┌──

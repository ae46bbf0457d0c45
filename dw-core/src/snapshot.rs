//! Point-in-time filesystem snapshots
//!
//! Walks a bounded set of root paths and fingerprints every regular file
//! reachable beneath them. Traversal is deliberately tolerant:
//!
//! - A missing root is recorded and skipped, never an error.
//! - A file that cannot be read mid-scan is omitted from the snapshot.
//! - A root that fails wholesale is logged and skipped; partial results from
//!   other roots are preserved.
//! - A global file budget bounds worst-case scan duration; traversal stops
//!   early once it is reached.

use serde::{Deserialize, Serialize};
use std::collections::HashMap;
use std::fs;
use std::path::Path;
use tracing::{debug, trace, warn};

use dw_error::DriftwatchError;

use crate::constants::scan::FILE_BUDGET;
use crate::hashing::fingerprint_file;
use crate::ident;

/// One entry in a snapshot. Immutable once produced.
#[derive(Debug, Clone, Serialize, Deserialize, PartialEq, Eq)]
pub struct FileRecord {
    /// SHA-256 hex digest, or the `hash_failed` sentinel
    pub fingerprint: String,
    /// File size in bytes
    pub size: u64,
    /// Last modification time, ISO-8601 UTC
    pub modified_at: String,
}

/// Complete fingerprint map produced by one traversal, keyed by path
pub type Snapshot = HashMap<String, FileRecord>;

/// Result of one bounded traversal
#[derive(Debug, Clone, Default)]
pub struct SnapshotOutcome {
    pub snapshot: Snapshot,
    /// Roots that did not exist when the traversal reached them
    pub missing_roots: Vec<String>,
}

impl SnapshotOutcome {
    pub fn files_scanned(&self) -> u64 {
        self.snapshot.len() as u64
    }
}

/// Walk each root recursively and fingerprint every regular file found,
/// up to the global file budget.
pub fn capture_snapshot(roots: &[String]) -> SnapshotOutcome {
    let mut outcome = SnapshotOutcome::default();

    for root in roots {
        if outcome.snapshot.len() >= FILE_BUDGET {
            debug!(budget = FILE_BUDGET, "File budget exhausted, stopping traversal");
            break;
        }

        let root_path = Path::new(root);
        if !root_path.exists() {
            warn!(root = %root, "Scan root does not exist");
            outcome.missing_roots.push(root.clone());
            continue;
        }

        debug!(root = %root, "Scanning root");
        if let Err(e) = walk_dir(root_path, &mut outcome.snapshot) {
            warn!(root = %root, error = %e, "Error scanning root, continuing with next");
        }
    }

    debug!(
        files = outcome.snapshot.len(),
        missing_roots = outcome.missing_roots.len(),
        "Snapshot complete"
    );
    outcome
}

fn walk_dir(dir: &Path, snapshot: &mut Snapshot) -> std::io::Result<()> {
    for entry in fs::read_dir(dir)? {
        if snapshot.len() >= FILE_BUDGET {
            return Ok(());
        }

        let entry = match entry {
            Ok(e) => e,
            Err(e) => {
                debug!(dir = ?dir, error = %e, "Skipping unreadable directory entry");
                continue;
            }
        };

        let path = entry.path();
        let file_type = match entry.file_type() {
            Ok(t) => t,
            Err(e) => {
                debug!(path = ?path, error = %e, "Cannot determine entry type");
                continue;
            }
        };

        if file_type.is_dir() {
            // file_type() does not follow symlinks, so symlinked directories
            // are never descended into (cycle guard)
            if let Err(e) = walk_dir(&path, snapshot) {
                debug!(dir = ?path, error = %e, "Skipping unreadable subdirectory");
            }
        } else if file_type.is_file() {
            match read_file_record(&path) {
                Ok(record) => {
                    trace!(path = ?path, size = record.size, "Recorded file");
                    snapshot.insert(path.to_string_lossy().into_owned(), record);
                }
                Err(e) => {
                    debug!(path = ?path, error = %e, "Cannot access file, omitting from snapshot");
                }
            }
        }
    }

    Ok(())
}

/// Fingerprint and stat one file. The per-file Result is collapsed by the
/// caller: successes enter the snapshot, failures are logged and dropped.
fn read_file_record(path: &Path) -> dw_error::Result<FileRecord> {
    let metadata = fs::metadata(path).map_err(|source| DriftwatchError::FileRead {
        path: path.to_path_buf(),
        source,
    })?;

    let modified_at = metadata
        .modified()
        .map(ident::from_system_time)
        .unwrap_or_default();

    Ok(FileRecord {
        fingerprint: fingerprint_file(path),
        size: metadata.len(),
        modified_at,
    })
}

#[cfg(test)]
mod tests {
    use super::*;
    use std::fs::File;
    use std::io::Write;

    fn write_file(dir: &Path, name: &str, contents: &[u8]) -> String {
        let path = dir.join(name);
        let mut file = File::create(&path).unwrap();
        file.write_all(contents).unwrap();
        path.to_string_lossy().into_owned()
    }

    #[test]
    fn test_records_files_recursively() {
        let dir = tempfile::tempdir().unwrap();
        let sub = dir.path().join("nested");
        fs::create_dir(&sub).unwrap();

        let top = write_file(dir.path(), "a.bin", b"alpha");
        let deep = write_file(&sub, "b.bin", b"bravo");

        let outcome = capture_snapshot(&[dir.path().to_string_lossy().into_owned()]);
        assert_eq!(outcome.files_scanned(), 2);
        assert!(outcome.missing_roots.is_empty());

        let record = &outcome.snapshot[&top];
        assert_eq!(record.size, 5);
        assert_eq!(record.fingerprint.len(), 64);
        assert!(!record.modified_at.is_empty());
        assert!(outcome.snapshot.contains_key(&deep));
    }

    #[test]
    fn test_missing_root_is_recorded_not_fatal() {
        let dir = tempfile::tempdir().unwrap();
        write_file(dir.path(), "present.txt", b"data");

        let roots = vec![
            "/nonexistent/driftwatch/root".to_string(),
            dir.path().to_string_lossy().into_owned(),
        ];
        let outcome = capture_snapshot(&roots);

        assert_eq!(outcome.missing_roots, vec!["/nonexistent/driftwatch/root".to_string()]);
        assert_eq!(outcome.files_scanned(), 1);
    }

    #[test]
    fn test_file_budget_stops_traversal() {
        let dir = tempfile::tempdir().unwrap();
        for i in 0..FILE_BUDGET + 20 {
            write_file(dir.path(), &format!("f{:04}", i), b"x");
        }

        let outcome = capture_snapshot(&[dir.path().to_string_lossy().into_owned()]);
        assert_eq!(outcome.snapshot.len(), FILE_BUDGET);
    }

    #[test]
    fn test_identical_traversals_produce_identical_snapshots() {
        let dir = tempfile::tempdir().unwrap();
        write_file(dir.path(), "one.cfg", b"[section]");
        write_file(dir.path(), "two.cfg", b"key=value");

        let roots = vec![dir.path().to_string_lossy().into_owned()];
        let first = capture_snapshot(&roots);
        let second = capture_snapshot(&roots);
        assert_eq!(first.snapshot, second.snapshot);
    }

    #[cfg(unix)]
    #[test]
    fn test_unreadable_file_hashes_as_sentinel() {
        use std::os::unix::fs::PermissionsExt;

        let dir = tempfile::tempdir().unwrap();
        let path = write_file(dir.path(), "secret.key", b"private");
        fs::set_permissions(&path, fs::Permissions::from_mode(0o000)).unwrap();

        let outcome = capture_snapshot(&[dir.path().to_string_lossy().into_owned()]);

        // Metadata is still readable, so the file is recorded with the
        // degraded fingerprint (unless running as root, which can read it)
        if let Some(record) = outcome.snapshot.get(&path) {
            assert!(record.fingerprint == crate::hashing::HASH_FAILED || record.fingerprint.len() == 64);
        }

        fs::set_permissions(&path, fs::Permissions::from_mode(0o644)).unwrap();
    }
}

└──

# Work request
Return only the lines from the beginning of the material up to and including the line with "duration; traversal stops", exactly as written.

# Output
repository ae46bbf0457d0c45
filename dw-core/src/snapshot.rs
//! Point-in-time filesystem snapshots
//!
//! Walks a bounded set of root paths and fingerprints every regular file
//! reachable beneath them. Traversal is deliberately tolerant:
//!
//! - A missing root is recorded and skipped, never an error.
//! - A file that cannot be read mid-scan is omitted from the snapshot.
//! - A root that fails wholesale is logged and skipped; partial results from
//!   other roots are preserved.
//! - A global file budget bounds worst-case scan duration; traversal stops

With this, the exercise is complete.